» Work item
From the line that contains "let mut args" down to the last line of the data below, transcribe every line exactly.

>>>>

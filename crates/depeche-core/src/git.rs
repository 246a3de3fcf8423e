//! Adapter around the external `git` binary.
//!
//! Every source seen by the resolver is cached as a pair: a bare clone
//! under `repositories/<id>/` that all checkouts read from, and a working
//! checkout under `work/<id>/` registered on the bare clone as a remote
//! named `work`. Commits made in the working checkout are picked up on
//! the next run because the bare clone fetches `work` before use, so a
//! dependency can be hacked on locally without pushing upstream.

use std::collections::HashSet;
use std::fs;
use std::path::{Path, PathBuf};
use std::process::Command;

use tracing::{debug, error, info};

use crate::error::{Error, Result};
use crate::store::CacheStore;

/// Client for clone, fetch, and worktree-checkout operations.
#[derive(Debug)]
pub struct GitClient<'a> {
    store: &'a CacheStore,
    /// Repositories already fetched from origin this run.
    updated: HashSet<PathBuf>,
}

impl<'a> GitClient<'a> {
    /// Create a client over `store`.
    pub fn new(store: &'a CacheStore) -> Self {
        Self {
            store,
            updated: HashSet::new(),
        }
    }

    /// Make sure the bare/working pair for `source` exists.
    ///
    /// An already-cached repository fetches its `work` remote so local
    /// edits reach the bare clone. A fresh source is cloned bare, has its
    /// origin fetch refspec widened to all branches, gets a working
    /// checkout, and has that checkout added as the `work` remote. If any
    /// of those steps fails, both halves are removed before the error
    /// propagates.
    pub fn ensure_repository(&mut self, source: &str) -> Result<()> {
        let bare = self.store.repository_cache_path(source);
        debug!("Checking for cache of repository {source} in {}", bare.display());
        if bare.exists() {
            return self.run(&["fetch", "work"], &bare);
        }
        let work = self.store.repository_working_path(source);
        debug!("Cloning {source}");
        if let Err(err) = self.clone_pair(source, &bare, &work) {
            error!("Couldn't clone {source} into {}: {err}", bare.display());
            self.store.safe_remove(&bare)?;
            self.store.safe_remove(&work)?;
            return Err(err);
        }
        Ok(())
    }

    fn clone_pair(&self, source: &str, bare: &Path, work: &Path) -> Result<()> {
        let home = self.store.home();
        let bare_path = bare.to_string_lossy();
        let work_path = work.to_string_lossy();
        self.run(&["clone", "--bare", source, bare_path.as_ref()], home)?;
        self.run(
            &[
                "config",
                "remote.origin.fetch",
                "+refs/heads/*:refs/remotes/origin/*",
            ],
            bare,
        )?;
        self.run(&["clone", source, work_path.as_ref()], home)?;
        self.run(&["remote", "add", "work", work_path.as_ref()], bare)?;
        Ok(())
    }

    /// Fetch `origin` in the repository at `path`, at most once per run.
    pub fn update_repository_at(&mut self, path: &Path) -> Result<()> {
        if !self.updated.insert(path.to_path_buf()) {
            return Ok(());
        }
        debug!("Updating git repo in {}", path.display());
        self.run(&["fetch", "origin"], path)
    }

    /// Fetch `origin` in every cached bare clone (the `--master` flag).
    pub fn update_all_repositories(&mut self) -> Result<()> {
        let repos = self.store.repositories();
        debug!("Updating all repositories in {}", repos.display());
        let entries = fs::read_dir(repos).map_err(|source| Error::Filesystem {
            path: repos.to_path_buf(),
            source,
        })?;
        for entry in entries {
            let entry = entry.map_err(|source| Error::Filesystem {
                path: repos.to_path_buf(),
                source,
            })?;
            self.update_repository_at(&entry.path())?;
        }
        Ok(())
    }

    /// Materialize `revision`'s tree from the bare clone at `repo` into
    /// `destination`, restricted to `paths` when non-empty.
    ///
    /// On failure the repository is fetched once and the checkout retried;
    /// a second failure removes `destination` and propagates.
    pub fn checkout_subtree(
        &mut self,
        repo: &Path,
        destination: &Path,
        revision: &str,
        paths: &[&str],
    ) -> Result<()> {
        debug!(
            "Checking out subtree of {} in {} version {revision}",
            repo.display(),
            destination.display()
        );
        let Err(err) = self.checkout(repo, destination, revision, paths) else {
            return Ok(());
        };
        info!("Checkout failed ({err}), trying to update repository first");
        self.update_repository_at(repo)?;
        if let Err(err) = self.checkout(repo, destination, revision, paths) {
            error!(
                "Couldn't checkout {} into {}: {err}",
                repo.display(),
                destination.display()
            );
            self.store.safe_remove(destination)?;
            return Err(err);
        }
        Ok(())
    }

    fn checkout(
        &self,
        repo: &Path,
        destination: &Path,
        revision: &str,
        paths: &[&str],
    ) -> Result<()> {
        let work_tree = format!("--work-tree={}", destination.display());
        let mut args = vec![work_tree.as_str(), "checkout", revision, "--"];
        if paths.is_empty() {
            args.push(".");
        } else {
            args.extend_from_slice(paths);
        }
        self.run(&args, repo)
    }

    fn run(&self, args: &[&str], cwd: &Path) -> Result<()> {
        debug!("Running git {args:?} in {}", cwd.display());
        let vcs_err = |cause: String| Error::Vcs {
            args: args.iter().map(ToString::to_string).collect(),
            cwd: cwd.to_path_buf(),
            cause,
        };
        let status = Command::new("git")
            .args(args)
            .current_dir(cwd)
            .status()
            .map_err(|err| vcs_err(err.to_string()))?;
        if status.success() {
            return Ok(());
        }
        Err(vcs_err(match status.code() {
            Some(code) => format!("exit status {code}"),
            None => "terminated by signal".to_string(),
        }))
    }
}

<<<<

» Problem solution
        let mut args = vec![work_tree.as_str(), "checkout", revision, "--"];
        if paths.is_empty() {
            args.push(".");
        } else {
            args.extend_from_slice(paths);
        }
        self.run(&args, repo)
    }

    fn run(&self, args: &[&str], cwd: &Path) -> Result<()> {
        debug!("Running git {args:?} in {}", cwd.display());
        let vcs_err = |cause: String| Error::Vcs {
            args: args.iter().map(ToString::to_string).collect(),
            cwd: cwd.to_path_buf(),
            cause,
        };
        let status = Command::new("git")
            .args(args)
            .current_dir(cwd)
            .status()
            .map_err(|err| vcs_err(err.to_string()))?;
        if status.success() {
            return Ok(());
        }
        Err(vcs_err(match status.code() {
            Some(code) => format!("exit status {code}"),
            None => "terminated by signal".to_string(),
        }))
    }
}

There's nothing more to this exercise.